Exhibit 10(i)
AMENDMENT DATED NOVEMBER 3, 1997
TO
AMENDED AND RESTATED
EMPLOYMENT AGREEMENT
Amendment, dated November 3, 1997, to the Amended and Restated Employment
Agreement between Computervision Corporation (the "Company") and Xxxxxxxx X.
Xxxx (the "Employee") dated as of September 4, 1996 (the "Original Employment
Agreement"), as amended by amendments dated September 22, 1997 and October 16,
1997 (the "Amendments"). All capitalized terms not defined herein shall have the
meanings set forth in the Original Employment Agreement.
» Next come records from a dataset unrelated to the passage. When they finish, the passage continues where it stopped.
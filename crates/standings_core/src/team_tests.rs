use super::*;
use chrono::NaiveDate;

fn date() -> NaiveDateTime {
    NaiveDate::from_ymd_opt(2024, 3, 1)
        .unwrap()
        .and_hms_opt(18, 0, 0)
        .unwrap()
}

fn side(scored: u32, conceded: u32, result: GameResult, overtime: Overtime) -> MatchSide {
    MatchSide {
        goals_scored: scored,
        goals_conceded: conceded,
        result,
        is_home: true,
        opponent: 1,
        overtime,
        match_id: 1,
        date: date(),
    }
}

#[test]
fn test_team_initialization() {
    let team = Team::new("Team A");
    assert_eq!(team.name(), "Team A");
    assert_eq!(team.games_played, 0);
    assert_eq!(team.goals_scored, 0);
    assert_eq!(team.elo_rating, 1500.0);
    assert_eq!(team.potemkin_rating, 100.0);
    assert_eq!(team.dif_rating, 0.0);
    assert!(team.matches().is_empty());
    assert!(!team.has_filtered_matches());
}

#[test]
fn test_update_stats_win() {
    let mut team = Team::new("Team A");
    team.update_stats(side(2, 1, GameResult::Win, Overtime::None), &SportLines::SOCCER);

    assert_eq!(team.games_played, 1);
    assert_eq!(team.games_wins, 1);
    assert_eq!(team.goals_scored, 2);
    assert_eq!(team.goals_conceded, 1);
    assert_eq!(team.points, 3);
    assert_eq!(team.victory_dry, 0);
    assert_eq!(team.matches().len(), 1);
}

#[test]
fn test_overtime_win_worth_two_points() {
    let mut team = Team::new("Team A");
    team.update_stats(
        side(3, 0, GameResult::Win, Overtime::Overtime),
        &SportLines::ICE_HOCKEY,
    );
    assert_eq!(team.points, 2);
    assert_eq!(team.overtime_wins, 1);
    assert_eq!(team.victory_dry, 1);

    // Unrecognised markers still cost the regulation bonus but are not overtime wins
    team.update_stats(
        side(2, 1, GameResult::Win, Overtime::Other("so".into())),
        &SportLines::ICE_HOCKEY,
    );
    assert_eq!(team.points, 4);
    assert_eq!(team.overtime_wins, 1);
}

#[test]
fn test_update_stats_draw_awards_nothing() {
    let mut team = Team::new("Team A");
    team.update_stats(side(1, 1, GameResult::Draw, Overtime::None), &SportLines::SOCCER);

    assert_eq!(team.games_played, 1);
    assert_eq!(team.games_draws, 1);
    assert_eq!(team.points, 0);
}

#[test]
fn test_update_stats_loss() {
    let mut team = Team::new("Team A");
    team.update_stats(side(0, 2, GameResult::Loss, Overtime::None), &SportLines::SOCCER);

    assert_eq!(team.games_played, 1);
    assert_eq!(team.games_losses, 1);
    assert_eq!(team.lossing_dry, 1);
    assert_eq!(team.overtime_losses, 0);
    assert_eq!(team.points, 0);

    team.update_stats(
        side(1, 2, GameResult::Loss, Overtime::Other("x".into())),
        &SportLines::SOCCER,
    );
    // Any marker counts for overtime losses
    assert_eq!(team.overtime_losses, 1);
    assert_eq!(team.lossing_dry, 1);
}

#[test]
fn test_thresholds_use_running_totals() {
    let mut team = Team::new("Team A");
    let lines = SportLines::SOCCER;

    // 1-0: combined so far 1, own goals so far 1
    team.update_stats(side(1, 0, GameResult::Win, Overtime::None), &lines);
    assert_eq!((team.tb_points, team.tm_points), (0, 1));
    assert_eq!((team.itb_points, team.itm_points), (0, 1));
    assert_eq!(team.tb_ladder.counts(), [1, 0, 0, 0, 0, 0]);
    assert_eq!(team.tm_ladder.counts(), [0, 1, 1, 1, 1, 1]);

    // 1-1: the match alone is under 2.5 but the running total is 3
    team.update_stats(side(1, 1, GameResult::Draw, Overtime::None), &lines);
    assert_eq!((team.tb_points, team.tm_points), (1, 1));
    assert_eq!((team.itb_points, team.itm_points), (1, 1));
    assert_eq!(team.tb_ladder.counts(), [2, 1, 1, 0, 0, 0]);
    assert_eq!(team.tm_ladder.counts(), [0, 1, 1, 2, 2, 2]);
    assert_eq!(team.itb_ladder.counts(), [2, 1, 0, 0, 0, 0]);
    assert_eq!(team.itm_ladder.counts(), [0, 1, 2, 2, 2, 2]);
}

#[test]
fn test_both_scored_uses_single_match() {
    let mut team = Team::new("Team A");
    team.update_stats(side(1, 1, GameResult::Draw, Overtime::None), &SportLines::SOCCER);
    team.update_stats(side(2, 0, GameResult::Win, Overtime::None), &SportLines::SOCCER);
    assert_eq!(team.oz_points, 1);
    assert_eq!(team.ozn_points, 1);
}

#[test]
fn test_goal_properties() {
    let mut team = Team::new("Team A");
    team.update_stats(side(2, 1, GameResult::Win, Overtime::None), &SportLines::SOCCER);
    team.update_stats(side(1, 2, GameResult::Loss, Overtime::None), &SportLines::SOCCER);

    assert_eq!(team.goal_difference(), 0);
    assert_eq!(team.goal_amount(), 6);
    assert_eq!(team.goal_ratio(), 1.0);
    assert_eq!(team.average_scoring(), 1.5);
    assert_eq!(team.average_throughput(), 1.5);
}

#[test]
fn test_goal_ratio_without_conceded() {
    let mut team = Team::new("Team A");
    assert_eq!(team.goal_ratio(), 0.0);
    assert_eq!(team.average_scoring(), 0.0);
    team.update_stats(side(4, 0, GameResult::Win, Overtime::None), &SportLines::SOCCER);
    assert_eq!(team.goal_ratio(), 4.0);
}

#[test]
fn test_set_filter_selects_from_log() {
    let mut team = Team::new("Team A");
    let mut away = side(0, 1, GameResult::Loss, Overtime::None);
    away.is_home = false;
    team.update_stats(side(2, 1, GameResult::Win, Overtime::None), &SportLines::SOCCER);
    team.update_stats(away, &SportLines::SOCCER);

    team.set_filter(|m| !m.is_home);
    assert_eq!(team.filtered_len(), 1);
    let picked: Vec<_> = team.filtered_matches().collect();
    assert_eq!(picked[0], &team.matches()[1]);

    team.set_filter(|_| false);
    assert!(!team.has_filtered_matches());
}
//! Table filters: choose which part of each team's history the ratings and
//! standings look at.
//!
//! A filter is a side restriction combined with an optional opponent tier,
//! giving twelve views in total.

use serde::{Deserialize, Serialize};
use std::collections::HashSet;
use std::fmt;
use std::ops::Range;
use std::str::FromStr;

use crate::registry::Registry;
use crate::types::{MatchRecord, TeamId};

/// Which venue a match must have been played at
#[derive(Debug, Clone, Copy, PartialEq, Eq, Hash, Serialize, Deserialize)]
#[serde(rename_all = "lowercase")]
pub enum Side {
    General,
    Home,
    Away,
}

impl Side {
    pub fn accepts(self, record: &MatchRecord) -> bool {
        match self {
            Side::General => true,
            Side::Home => record.is_home,
            Side::Away => !record.is_home,
        }
    }
}

/// Strength third of the team population, ranked by points
#[derive(Debug, Clone, Copy, PartialEq, Eq, Hash, Serialize, Deserialize)]
#[serde(rename_all = "lowercase")]
pub enum Tier {
    Strong,
    Medium,
    Weak,
}

impl Tier {
    /// Index range of this tier among `n` ranked teams.
    ///
    /// Integer division puts any remainder in the weak tier: 10 teams split
    /// 3/3/4.
    pub fn bounds(self, n: usize) -> Range<usize> {
        match self {
            Tier::Strong => 0..n / 3,
            Tier::Medium => n / 3..2 * n / 3,
            Tier::Weak => 2 * n / 3..n,
        }
    }
}

/// Sort `population` by points, highest first.
///
/// The sort is stable and looks at points only, so tied teams keep the order
/// they were given in.
pub fn rank_by_points(registry: &Registry, population: &[TeamId]) -> Vec<TeamId> {
    let mut ranked = population.to_vec();
    ranked.sort_by(|&a, &b| registry.team(b).points.cmp(&registry.team(a).points));
    ranked
}

/// Members of `tier` within `population`
pub fn tier_members(registry: &Registry, population: &[TeamId], tier: Tier) -> HashSet<TeamId> {
    let ranked = rank_by_points(registry, population);
    ranked[tier.bounds(ranked.len())].iter().copied().collect()
}

/// One of the twelve table views
#[derive(Debug, Clone, Copy, PartialEq, Eq, Hash, Serialize, Deserialize)]
pub struct TableFilter {
    pub side: Side,
    pub tier: Option<Tier>,
}

impl TableFilter {
    pub const GENERAL: TableFilter = TableFilter::new(Side::General, None);

    /// Every view, in the order the pipeline evaluates them
    pub const ALL: [TableFilter; 12] = [
        TableFilter::new(Side::General, None),
        TableFilter::new(Side::Home, None),
        TableFilter::new(Side::Away, None),
        TableFilter::new(Side::General, Some(Tier::Strong)),
        TableFilter::new(Side::General, Some(Tier::Medium)),
        TableFilter::new(Side::General, Some(Tier::Weak)),
        TableFilter::new(Side::Home, Some(Tier::Strong)),
        TableFilter::new(Side::Home, Some(Tier::Medium)),
        TableFilter::new(Side::Home, Some(Tier::Weak)),
        TableFilter::new(Side::Away, Some(Tier::Strong)),
        TableFilter::new(Side::Away, Some(Tier::Medium)),
        TableFilter::new(Side::Away, Some(Tier::Weak)),
    ];

    pub const fn new(side: Side, tier: Option<Tier>) -> Self {
        Self { side, tier }
    }

    /// Stable view name, e.g. "general", "home", "away_weak"
    pub fn name(&self) -> &'static str {
        match (self.side, self.tier) {
            (Side::General, None) => "general",
            (Side::Home, None) => "home",
            (Side::Away, None) => "away",
            (Side::General, Some(Tier::Strong)) => "strong",
            (Side::General, Some(Tier::Medium)) => "medium",
            (Side::General, Some(Tier::Weak)) => "weak",
            (Side::Home, Some(Tier::Strong)) => "home_strong",
            (Side::Home, Some(Tier::Medium)) => "home_medium",
            (Side::Home, Some(Tier::Weak)) => "home_weak",
            (Side::Away, Some(Tier::Strong)) => "away_strong",
            (Side::Away, Some(Tier::Medium)) => "away_medium",
            (Side::Away, Some(Tier::Weak)) => "away_weak",
        }
    }

    /// Replace every team's filtered view.
    ///
    /// Tiers are computed over the whole registry at the moment of filtering.
    pub fn apply(&self, registry: &mut Registry) {
        let opponents = self.tier.map(|tier| {
            let everyone: Vec<TeamId> = (0..registry.len()).collect();
            tier_members(registry, &everyone, tier)
        });
        let side = self.side;

        for team in registry.teams_mut() {
            team.set_filter(|record| {
                side.accepts(record)
                    && opponents
                        .as_ref()
                        .map_or(true, |set| set.contains(&record.opponent))
            });
        }
    }
}

impl Default for TableFilter {
    fn default() -> Self {
        Self::GENERAL
    }
}

impl fmt::Display for TableFilter {
    fn fmt(&self, f: &mut fmt::Formatter<'_>) -> fmt::Result {
        f.write_str(self.name())
    }
}

impl FromStr for TableFilter {
    type Err = String;

    fn from_str(s: &str) -> Result<Self, Self::Err> {
        let wanted = s.trim().to_lowercase();
        TableFilter::ALL
            .iter()
            .copied()
            .find(|f| f.name() == wanted)
            .ok_or_else(|| format!("Unknown table filter: {}", s))
    }
}

#[cfg(test)]
#[path = "filter_tests.rs"]
mod filter_tests;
WHEREAS, pursuant to the Amendment dated September 22, 1997, the Company
granted to the Employee an Earnings-Based Stock Option for the purchase of up to
a maximum of 175,000 shares of Common Stock of the Company and a Stock-Price-
Based Stock Option for the purchase of up to a maximum of 75,000 shares of
Common Stock of the Company (the "Options"); and
WHEREAS, the Company and the Employee desire to rescind in their entirety
the Options and both of the Amendments;
NOW THEREFORE, for valuable consideration, the receipt whereof is hereby
acknowledged, the Company and the Employee agree as follows:
1. The Company and the Employee hereby agree to the rescission,
cancellation and termination (collectively, "rescission") of the Amendments and
the Options, effective immediately.
2. As a result of the rescission of the Amendments, the Company and the
Employee hereby agree that the terms and conditions of employment of the
Employee shall be governed solely by the terms and conditions of the Original
Employment Agreement, effective as of the date of the first of the Amendments,
to wit, September 22, 1997.
3. The Company hereby acknowledges receipt from the Employee of the
Options, without the payment of any consideration therefor, and the Employee
acknowledges that the Options are hereby rescinded and are of no further force
and effect.
4. Except as specifically amended by this Amendment, the Original
Employment Agreement shall remain in full force and effect and is hereby
ratified and confirmed in all respects.
IN WITNESS WHEREOF, the parties hereto have caused this Amendment to be
executed as of the date first above written.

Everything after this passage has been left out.